• Exercise directions
Your reply should be the following data, copied exactly.

*** Dataset Section Begins ***

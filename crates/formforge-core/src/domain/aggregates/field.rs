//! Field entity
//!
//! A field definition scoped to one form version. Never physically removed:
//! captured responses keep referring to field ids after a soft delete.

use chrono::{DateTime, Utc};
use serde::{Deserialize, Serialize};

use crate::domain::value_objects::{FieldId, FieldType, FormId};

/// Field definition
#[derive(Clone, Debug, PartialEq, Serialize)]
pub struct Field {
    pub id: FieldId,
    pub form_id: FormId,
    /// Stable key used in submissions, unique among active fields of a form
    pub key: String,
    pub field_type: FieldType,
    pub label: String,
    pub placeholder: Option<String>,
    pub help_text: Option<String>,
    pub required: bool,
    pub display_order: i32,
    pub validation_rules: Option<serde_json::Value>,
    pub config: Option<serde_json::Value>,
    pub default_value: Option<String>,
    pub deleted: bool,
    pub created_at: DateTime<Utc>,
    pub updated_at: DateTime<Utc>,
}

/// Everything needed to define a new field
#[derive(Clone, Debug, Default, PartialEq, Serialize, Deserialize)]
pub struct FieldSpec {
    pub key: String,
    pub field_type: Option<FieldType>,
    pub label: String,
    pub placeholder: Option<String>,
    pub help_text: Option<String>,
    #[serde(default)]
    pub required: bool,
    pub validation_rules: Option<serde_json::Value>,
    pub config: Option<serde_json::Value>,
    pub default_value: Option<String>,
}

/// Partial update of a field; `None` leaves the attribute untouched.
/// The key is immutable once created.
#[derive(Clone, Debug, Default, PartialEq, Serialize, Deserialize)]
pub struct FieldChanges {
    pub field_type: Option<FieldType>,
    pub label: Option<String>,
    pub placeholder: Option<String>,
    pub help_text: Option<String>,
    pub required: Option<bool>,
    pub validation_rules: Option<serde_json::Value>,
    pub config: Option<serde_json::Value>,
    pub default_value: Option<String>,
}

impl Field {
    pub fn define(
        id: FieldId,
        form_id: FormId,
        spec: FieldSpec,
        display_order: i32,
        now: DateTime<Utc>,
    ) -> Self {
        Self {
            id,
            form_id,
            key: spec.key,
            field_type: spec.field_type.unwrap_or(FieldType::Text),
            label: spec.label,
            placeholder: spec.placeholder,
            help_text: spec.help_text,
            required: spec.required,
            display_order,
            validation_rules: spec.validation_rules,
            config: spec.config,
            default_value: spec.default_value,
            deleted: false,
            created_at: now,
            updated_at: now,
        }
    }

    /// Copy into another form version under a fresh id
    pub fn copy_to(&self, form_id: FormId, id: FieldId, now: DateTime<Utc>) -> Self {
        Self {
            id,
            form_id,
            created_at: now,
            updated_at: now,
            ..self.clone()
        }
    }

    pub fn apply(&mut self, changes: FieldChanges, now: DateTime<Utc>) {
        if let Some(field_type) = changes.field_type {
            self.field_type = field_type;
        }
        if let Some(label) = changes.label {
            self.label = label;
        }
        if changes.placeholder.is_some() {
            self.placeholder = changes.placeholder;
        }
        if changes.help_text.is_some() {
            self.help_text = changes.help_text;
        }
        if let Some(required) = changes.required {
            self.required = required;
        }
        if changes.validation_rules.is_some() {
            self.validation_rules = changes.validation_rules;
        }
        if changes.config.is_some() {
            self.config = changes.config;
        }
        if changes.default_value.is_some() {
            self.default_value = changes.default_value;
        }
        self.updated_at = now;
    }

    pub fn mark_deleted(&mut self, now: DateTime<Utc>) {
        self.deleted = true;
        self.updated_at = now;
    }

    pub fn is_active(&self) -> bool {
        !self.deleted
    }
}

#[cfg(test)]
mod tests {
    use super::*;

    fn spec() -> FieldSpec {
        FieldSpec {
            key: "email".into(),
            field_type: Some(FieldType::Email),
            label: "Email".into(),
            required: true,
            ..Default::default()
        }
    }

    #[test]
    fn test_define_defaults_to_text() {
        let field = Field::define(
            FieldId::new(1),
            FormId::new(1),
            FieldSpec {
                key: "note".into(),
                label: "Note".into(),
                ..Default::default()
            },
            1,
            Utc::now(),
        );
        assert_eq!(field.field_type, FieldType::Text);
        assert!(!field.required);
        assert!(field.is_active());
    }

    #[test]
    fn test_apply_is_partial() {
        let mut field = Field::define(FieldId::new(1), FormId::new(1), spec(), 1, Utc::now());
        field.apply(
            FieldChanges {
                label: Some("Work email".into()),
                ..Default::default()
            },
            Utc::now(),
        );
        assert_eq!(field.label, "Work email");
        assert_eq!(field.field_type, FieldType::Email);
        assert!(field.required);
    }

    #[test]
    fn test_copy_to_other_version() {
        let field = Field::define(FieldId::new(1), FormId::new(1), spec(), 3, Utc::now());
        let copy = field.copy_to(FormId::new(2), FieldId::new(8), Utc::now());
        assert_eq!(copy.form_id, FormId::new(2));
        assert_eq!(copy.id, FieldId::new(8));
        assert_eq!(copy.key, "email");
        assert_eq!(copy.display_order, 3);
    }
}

*** Dataset Section Ends ***

• Solved problem
filename crates/formforge-core/src/domain/aggregates/field.rs
//! Field entity
//!
//! A field definition scoped to one form version. Never physically removed:
//! captured responses keep referring to field ids after a soft delete.

use chrono::{DateTime, Utc};
use serde::{Deserialize, Serialize};

use crate::domain::value_objects::{FieldId, FieldType, FormId};

/// Field definition
#[derive(Clone, Debug, PartialEq, Serialize)]
pub struct Field {
    pub id: FieldId,
    pub form_id: FormId,
    /// Stable key used in submissions, unique among active fields of a form
    pub key: String,
    pub field_type: FieldType,
    pub label: String,
    pub placeholder: Option<String>,
    pub help_text: Option<String>,
    pub required: bool,
    pub display_order: i32,
    pub validation_rules: Option<serde_json::Value>,
    pub config: Option<serde_json::Value>,
    pub default_value: Option<String>,
    pub deleted: bool,
    pub created_at: DateTime<Utc>,
    pub updated_at: DateTime<Utc>,
}

/// Everything needed to define a new field
#[derive(Clone, Debug, Default, PartialEq, Serialize, Deserialize)]
pub struct FieldSpec {
    pub key: String,
    pub field_type: Option<FieldType>,
    pub label: String,
    pub placeholder: Option<String>,
    pub help_text: Option<String>,
    #[serde(default)]
    pub required: bool,
    pub validation_rules: Option<serde_json::Value>,
    pub config: Option<serde_json::Value>,
    pub default_value: Option<String>,
}

/// Partial update of a field; `None` leaves the attribute untouched.
/// The key is immutable once created.
#[derive(Clone, Debug, Default, PartialEq, Serialize, Deserialize)]
pub struct FieldChanges {
    pub field_type: Option<FieldType>,
    pub label: Option<String>,
    pub placeholder: Option<String>,
    pub help_text: Option<String>,
    pub required: Option<bool>,
    pub validation_rules: Option<serde_json::Value>,
    pub config: Option<serde_json::Value>,
    pub default_value: Option<String>,
}

impl Field {
    pub fn define(
        id: FieldId,
        form_id: FormId,
        spec: FieldSpec,
        display_order: i32,
        now: DateTime<Utc>,
    ) -> Self {
        Self {
            id,
            form_id,
            key: spec.key,
            field_type: spec.field_type.unwrap_or(FieldType::Text),
            label: spec.label,
            placeholder: spec.placeholder,
            help_text: spec.help_text,
            required: spec.required,
            display_order,
            validation_rules: spec.validation_rules,
            config: spec.config,
            default_value: spec.default_value,
            deleted: false,
            created_at: now,
            updated_at: now,
        }
    }

    /// Copy into another form version under a fresh id
    pub fn copy_to(&self, form_id: FormId, id: FieldId, now: DateTime<Utc>) -> Self {
        Self {
            id,
            form_id,
            created_at: now,
            updated_at: now,
            ..self.clone()
        }
    }

    pub fn apply(&mut self, changes: FieldChanges, now: DateTime<Utc>) {
        if let Some(field_type) = changes.field_type {
            self.field_type = field_type;
        }
        if let Some(label) = changes.label {
            self.label = label;
        }
        if changes.placeholder.is_some() {
            self.placeholder = changes.placeholder;
        }
        if changes.help_text.is_some() {
            self.help_text = changes.help_text;
        }
        if let Some(required) = changes.required {
            self.required = required;
        }
        if changes.validation_rules.is_some() {
            self.validation_rules = changes.validation_rules;
        }
        if changes.config.is_some() {
            self.config = changes.config;
        }
        if changes.default_value.is_some() {
            self.default_value = changes.default_value;
        }
        self.updated_at = now;
    }

    pub fn mark_deleted(&mut self, now: DateTime<Utc>) {
        self.deleted = true;
        self.updated_at = now;
    }

    pub fn is_active(&self) -> bool {
        !self.deleted
    }
}

#[cfg(test)]
mod tests {
    use super::*;

    fn spec() -> FieldSpec {
        FieldSpec {
            key: "email".into(),
            field_type: Some(FieldType::Email),
            label: "Email".into(),
            required: true,
            ..Default::default()
        }
    }

    #[test]
    fn test_define_defaults_to_text() {
        let field = Field::define(
            FieldId::new(1),
            FormId::new(1),
            FieldSpec {
                key: "note".into(),
                label: "Note".into(),
                ..Default::default()
            },
            1,
            Utc::now(),
        );
        assert_eq!(field.field_type, FieldType::Text);
        assert!(!field.required);
        assert!(field.is_active());
    }

    #[test]
    fn test_apply_is_partial() {
        let mut field = Field::define(FieldId::new(1), FormId::new(1), spec(), 1, Utc::now());
        field.apply(
            FieldChanges {
                label: Some("Work email".into()),
                ..Default::default()
            },
            Utc::now(),
        );
        assert_eq!(field.label, "Work email");
        assert_eq!(field.field_type, FieldType::Email);
        assert!(field.required);
    }

    #[test]
    fn test_copy_to_other_version() {
        let field = Field::define(FieldId::new(1), FormId::new(1), spec(), 3, Utc::now());
        let copy = field.copy_to(FormId::new(2), FieldId::new(8), Utc::now());
        assert_eq!(copy.form_id, FormId::new(2));
        assert_eq!(copy.id, FieldId::new(8));
        assert_eq!(copy.key, "email");
        assert_eq!(copy.display_order, 3);
    }
}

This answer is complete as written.